Lafuente Estefanía, además de “El Guerrero del Antifaz”,
“Pulgarcito”, y casi todas las ediciones de los tebeos del
momento, que traía la Quety de Castellón para alquilar. También me
prometió: “Quiero que sepas que todas estas palomitas, y los
cientos de sus congéneres que sobrevuelan las alturas de este cubil
(su casa), algún día te pertenecerán: y no estoy loco, ¡eh!”.
Esas palomitas eran unas pajaritas que él fabricaba con cualquier
trozo de papel que caía en sus manos. A veces yo me preguntaba, cómo
era posible que con esos dedos sarmentosos, podía practicar tan
perfecta papiroflexia, y hacer esas delicadas figuras de papel. Decía
que esa práctica se la enseñó con mucha paciencia, D. Miguel de
Unamuno: “Aquél viejo profesor que tuvo los santos cojones de
cabrear a Millán Astray, en presencia de la “Señora de los
Collares”, cuando le dijo: ´Venceréis, pero no convenceréis´”.

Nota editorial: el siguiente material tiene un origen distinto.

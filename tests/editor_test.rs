mod common;
use aloha::mach::Runtime;
use common::*;

#[test]
fn test_lines_fill_from_cursor() {
    let mut r = runtime(&["a", "  b  "]);
    assert_eq!(r.cursor(), 3);
    r.enter("list");
    assert_eq!(list(&mut r), "  1 a\n  2 b\n");
}

#[test]
fn test_set() {
    let mut r = runtime(&["a"]);
    assert!(r.enter("set 5"));
    r.enter("x");
    assert_eq!(line(&r, 5), "x");
    assert_eq!(r.cursor(), 6);
}

#[test]
fn test_set_out_of_range() {
    let mut r = Runtime::default();
    r.enter("set 4");
    r.enter("set 0");
    assert_eq!(r.cursor(), 4);
    r.enter("set 127");
    assert_eq!(r.cursor(), 4);
    r.enter("set 126");
    assert_eq!(r.cursor(), 126);
}

#[test]
fn test_cursor_stops_at_last_line() {
    let mut r = Runtime::default();
    r.enter("set 126");
    r.enter("x");
    r.enter("y");
    assert_eq!(r.cursor(), 126);
    assert_eq!(line(&r, 126), "y");
}

#[test]
fn test_insert() {
    let mut r = runtime(&["a", "b", "c"]);
    r.enter("set 2");
    r.enter("insert");
    r.enter("list");
    assert_eq!(list(&mut r), "  1 a\n  3 b\n  4 c\n");
    r.enter("new");
    assert_eq!(line(&r, 2), "new");
}

#[test]
fn test_delete() {
    let mut r = runtime(&["a", "b", "c"]);
    r.enter("set 1");
    r.enter("delete");
    r.enter("list");
    assert_eq!(list(&mut r), "  1 b\n  2 c\n");
    assert_eq!(r.cursor(), 1);
}

#[test]
fn test_clear() {
    let mut r = runtime(&["a", "b"]);
    r.enter("clear");
    assert!(r.is_running());
    assert_eq!(list(&mut r), "");
    assert!(!r.is_running());
    assert_eq!(r.cursor(), 1);
    assert!(r.lines().is_blank(1));
}

#[test]
fn test_run_prints_listing_at_end() {
    let mut r = runtime(&["print 'hi", "end"]);
    r.enter("run");
    assert_eq!(list(&mut r), "  1 print 'hi\n  2 end\n");
}

#[test]
fn test_lines_ignored_while_running() {
    let mut r = runtime(&["print 'a"]);
    assert!(r.enter("run"));
    assert!(!r.enter("print 'b"));
    assert_eq!(line(&r, 1), "print 'a");
    assert_eq!(exec_n(&mut r, 5000), "a");
}

#[test]
fn test_break_from_editor_is_harmless() {
    let mut r = runtime(&["a"]);
    assert!(!r.enter("\x03"));
    assert_eq!(list(&mut r), "");
    assert_eq!(line(&r, 1), "a");
}

#[test]
fn test_received_lines_land_in_input_slot() {
    let mut r = runtime(&["input @20"]);
    r.enter("  spaced  ");
    assert_eq!(line(&r, 127), "  spaced  ");
    assert_eq!(line(&r, 2), "spaced");
    assert_eq!(exec(&mut r), "? ");
    r.enter("answer");
    assert_eq!(line(&r, 127), "answer");
    exec_n(&mut r, 5000);
    assert_eq!(line(&r, 20), "answer");
}
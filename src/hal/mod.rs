/*!
## Board capabilities

The interpreter never touches hardware. It talks to the board through these
traits, bundled in a [`Board`]. The `sim` module provides implementations
that run on a desktop and record what a script asked the hardware to do.

*/

use crate::lang::Error;

pub mod sim;

type Result<T> = std::result::Result<T, Error>;

/// Heap buffer handle. Zero is never issued.
pub type Handle = u32;

/// Calendar and clock reading.
#[derive(Debug, Clone, Copy, PartialEq, Eq, Default)]
pub struct Timestamp {
    pub year: i32,
    pub month: u32,
    /// Days since Sunday.
    pub week: u32,
    pub day: u32,
    pub hour: u32,
    pub minute: u32,
    pub second: u32,
    pub micros: u32,
}

pub trait Clock {
    fn set_calendar(&mut self, year: i32, month: u32, day: u32);
    fn set_clock(&mut self, hour: u32, minute: u32, second: u32, micros: u32);
    fn now(&mut self) -> Timestamp;
    /// Monotonic microseconds, used for `sleep`.
    fn micros(&mut self) -> u64;
}

/// I2C EEPROM chips addressed by chip select.
pub trait Eeprom {
    fn write(&mut self, chip: u8, address: usize, bytes: &[u8]) -> Result<()>;
    fn read(&mut self, chip: u8, address: usize, len: usize) -> Result<Vec<u8>>;
}

/// GPIO pattern sequencer.
pub trait Gpio {
    fn set(&mut self, pattern: &[u32], repeat: u32);
    fn clear(&mut self, mask: u32, stay: bool);
    fn input(&mut self, pin: u32) -> bool;
    /// Timer tick; advances the pattern by one frame.
    fn service(&mut self) {}
}

/// Sound sequencer.
pub trait Sound {
    fn set(&mut self, music: &[u32], repeat: u32);
    /// Plays `music` ahead of whatever is playing, then resumes it.
    fn interrupt(&mut self, music: &[u32], repeat: u32);
    fn clear(&mut self);
    fn beat(&mut self, bpm: u32);
    fn service(&mut self) {}
}

/// Word-addressed heap.
pub trait Heap {
    fn alloc(&mut self, words: usize) -> Result<Handle>;
    fn free(&mut self, handle: Handle);
    fn fill(&mut self, handle: Handle, word: u32) -> Result<()>;
    fn count(&self, handle: Handle) -> Result<usize>;
    fn store(&mut self, handle: Handle, offset: usize, words: &[u32]) -> Result<()>;
    fn load(&self, handle: Handle, offset: usize, len: usize) -> Result<Vec<u32>>;
}

pub struct Board {
    pub clock: Box<dyn Clock>,
    pub eeprom: Box<dyn Eeprom>,
    pub gpio: Box<dyn Gpio>,
    pub sound: Box<dyn Sound>,
    pub heap: Box<dyn Heap>,
}

impl Default for Board {
    fn default() -> Board {
        Board::simulated()
    }
}

impl Board {
    pub fn simulated() -> Board {
        Board {
            clock: Box::new(sim::SoftClock::new()),
            eeprom: Box::new(sim::SimEeprom::new()),
            gpio: Box::new(sim::SimGpio::new()),
            sound: Box::new(sim::SimSound::new()),
            heap: Box::new(sim::SimHeap::new()),
        }
    }

    pub fn with_clock<T: Clock + 'static>(mut self, clock: T) -> Board {
        self.clock = Box::new(clock);
        self
    }

    pub fn with_eeprom<T: Eeprom + 'static>(mut self, eeprom: T) -> Board {
        self.eeprom = Box::new(eeprom);
        self
    }

    pub fn with_gpio<T: Gpio + 'static>(mut self, gpio: T) -> Board {
        self.gpio = Box::new(gpio);
        self
    }

    pub fn with_sound<T: Sound + 'static>(mut self, sound: T) -> Board {
        self.sound = Box::new(sound);
        self
    }

    pub fn with_heap<T: Heap + 'static>(mut self, heap: T) -> Board {
        self.heap = Box::new(heap);
        self
    }

    /// The timer-service routine: one frame for every sequencer.
    pub fn service(&mut self) {
        self.gpio.service();
        self.sound.service();
    }
}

Y en honor a la verdad es que no convencieron jamás.
Todo
acabó un día de enero, cuando me dirigía a su casa para hacerle la
visita mañanera de rigor. Aunque él apenas recibía
correspondencia, una vecina me dijo que encima de una mesita, en el
dormitorio donde escribía y solía escuchar, con una manta sobre la
cabeza, en una radio galena, “La Pirenaica, el Altavoz de los
Vencidos”. Él decía que se tapaba para respirar los vahos de
eucalipto. La carta, muy escueta, dirigida al “Cartero del Norte de
África”, (que era yo), decía: “Estimado amigo, paciente oidor
de este viejo conversador: como verás aquí tienes todos los
pajaritos que te prometí, te ruego que subas al Tibidabo y desde
allí los lances al cielo de esta gran ciudad”. Fue entonces cuando
yo, con apenas 20 años, todo un funcionario del Estado, a punto de
vestir el kaki para servir a la Patria descubrí, con lágrimas
internas, que deseaba llorar, con el agradecimiento, y el cariño que
le tuve a aquél viejo profesor, que fue perseguido con saña y
encarcelado ignominiosamente.
Él
decía que el franquismo rompió bruscamente el ritmo normal de la
literatura española, imponiendo dentro del país, la mediocridad
gris, y uniendo a los escritores e intelectuales exiliados, (como lo
fue él), de su público natural, (como lo era yo). Aquél anciano,
aparte de tener gran mérito como profesor, escritor y poeta, fue un
hombre de fino ingenio, de amabilidad sencilla y exquisito trato.
Alguien me dijo que también era Licenciado en Derecho, un Derecho
que también le hurtaron inmisericorde.
En
su recuerdo, aún guardo una pajarita papirofléxica en uno de los
tomos de las Obras Completas de Blasco Ibáñez, que él citaba a
menudo: otro gran escritor, republicano, igualmente perseguido como
él, pero por la Dictadura de Primo de Rivera.